→ What you have to do: From the listing below, work out how many lines contain "Some". Reply with that number only.

· · · · · · ·

//! Configuration file loading for the CLI
//!
//! An explicit `--config` path always wins. Otherwise the first existing
//! file among the discovery candidates is used, and the built-in defaults
//! apply when there is none.

use std::{
    fmt, fs, io,
    path::{Path, PathBuf},
};

use directories::ProjectDirs;
use log::{debug, info};
use thiserror::Error;

use trellis::{TrellisError, config::AppConfig};

/// Project-local configuration path, relative to the working directory.
const LOCAL_CONFIG_PATH: &str = "trellis/config.toml";

/// File name looked up in the platform configuration directory.
const CONFIG_FILE_NAME: &str = "config.toml";

/// Configuration-related errors for CLI
#[derive(Debug, Error)]
pub enum ConfigError {
    #[error("Failed to parse TOML configuration: {0}")]
    Parse(String),

    #[error("Missing configuration file: {}", .0.display())]
    MissingFile(PathBuf),
}

impl From<ConfigError> for TrellisError {
    fn from(err: ConfigError) -> Self {
        TrellisError::Config(err.to_string())
    }
}

/// Where a configuration file was found.
#[derive(Debug, Clone, Copy, PartialEq, Eq)]
enum ConfigSource {
    /// Named by `--config`.
    Explicit,
    /// `trellis/config.toml` under the working directory.
    Local,
    /// The platform configuration directory.
    System,
}

impl fmt::Display for ConfigSource {
    fn fmt(&self, f: &mut fmt::Formatter<'_>) -> fmt::Result {
        f.write_str(match self {
            Self::Explicit => "explicit",
            Self::Local => "local",
            Self::System => "system",
        })
    }
}

/// Loads the application configuration.
///
/// # Arguments
///
/// * `explicit_path` - Optional explicit path to config file
///
/// # Errors
///
/// Returns `TrellisError::Config` if the explicit path does not exist or
/// the selected file is not valid configuration TOML, and
/// `TrellisError::Io` if it cannot be read.
pub fn load_config(explicit_path: Option<impl AsRef<Path>>) -> Result<AppConfig, TrellisError> {
    if let Some(path) = explicit_path {
        return load_config_file(ConfigSource::Explicit, path.as_ref());
    }

    let candidates = [
        (ConfigSource::Local, Some(PathBuf::from(LOCAL_CONFIG_PATH))),
        (ConfigSource::System, system_config_path()),
    ];
    match first_existing(candidates) {
        Some((source, path)) => load_config_file(source, &path),
        None => {
            debug!("No configuration file found, using default configuration");
            Ok(AppConfig::default())
        }
    }
}

fn system_config_path() -> Option<PathBuf> {
    let dirs = ProjectDirs::from("com", "trellis", "trellis");
    if dirs.is_none() {
        debug!("Could not determine platform-specific config directory");
    }
    dirs.map(|dirs| dirs.config_dir().join(CONFIG_FILE_NAME))
}

/// Returns the first candidate whose file exists, in candidate order.
fn first_existing<I>(candidates: I) -> Option<(ConfigSource, PathBuf)>
where
    I: IntoIterator<Item = (ConfigSource, Option<PathBuf>)>,
{
    candidates
        .into_iter()
        .filter_map(|(source, path)| path.map(|path| (source, path)))
        .find(|(source, path)| {
            let found = path.is_file();
            debug!(
                source:% = source,
                path = path.display().to_string(),
                found;
                "Checked configuration candidate"
            );
            found
        })
}

fn load_config_file(source: ConfigSource, path: &Path) -> Result<AppConfig, TrellisError> {
    info!(source:% = source, path = path.display().to_string(); "Loading configuration");

    let content = fs::read_to_string(path).map_err(|err| match err.kind() {
        io::ErrorKind::NotFound => TrellisError::from(ConfigError::MissingFile(path.to_path_buf())),
        _ => TrellisError::Io(err),
    })?;

    toml::from_str(&content).map_err(|err| TrellisError::from(ConfigError::Parse(err.to_string())))
}
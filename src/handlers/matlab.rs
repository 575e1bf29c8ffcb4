//! Matlab handler stub
//!
//! The tag is recognized so graphs referencing it still load and route, but
//! running it only reports that nothing is implemented.

use std::path::PathBuf;

use async_trait::async_trait;
use tracing::error;

use crate::handlers::{Handler, HandlerError, HandlerKind, ParamMap, PortSpec};

#[derive(Debug)]
pub struct MatlabHandler {
    spec: PortSpec,
    params: ParamMap,
}

impl MatlabHandler {
    pub fn new() -> Self {
        error!("The matlab handler is not implemented yet. Do not use it");
        Self {
            spec: PortSpec::default(),
            params: ParamMap::new(),
        }
    }
}

impl Default for MatlabHandler {
    fn default() -> Self {
        Self::new()
    }
}

#[async_trait]
impl Handler for MatlabHandler {
    fn kind(&self) -> HandlerKind {
        HandlerKind::Matlab
    }

    fn port_spec(&self) -> &PortSpec {
        &self.spec
    }

    fn params(&self) -> &ParamMap {
        &self.params
    }

    fn params_mut(&mut self) -> &mut ParamMap {
        &mut self.params
    }

    async fn run(&self, _inputs: &[PathBuf], _outputs: &[PathBuf]) -> Result<(), HandlerError> {
        error!("The matlab handler is not implemented yet. Do not use it");
        Ok(())
    }
}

· · · · · · ·

→ Written answer: 3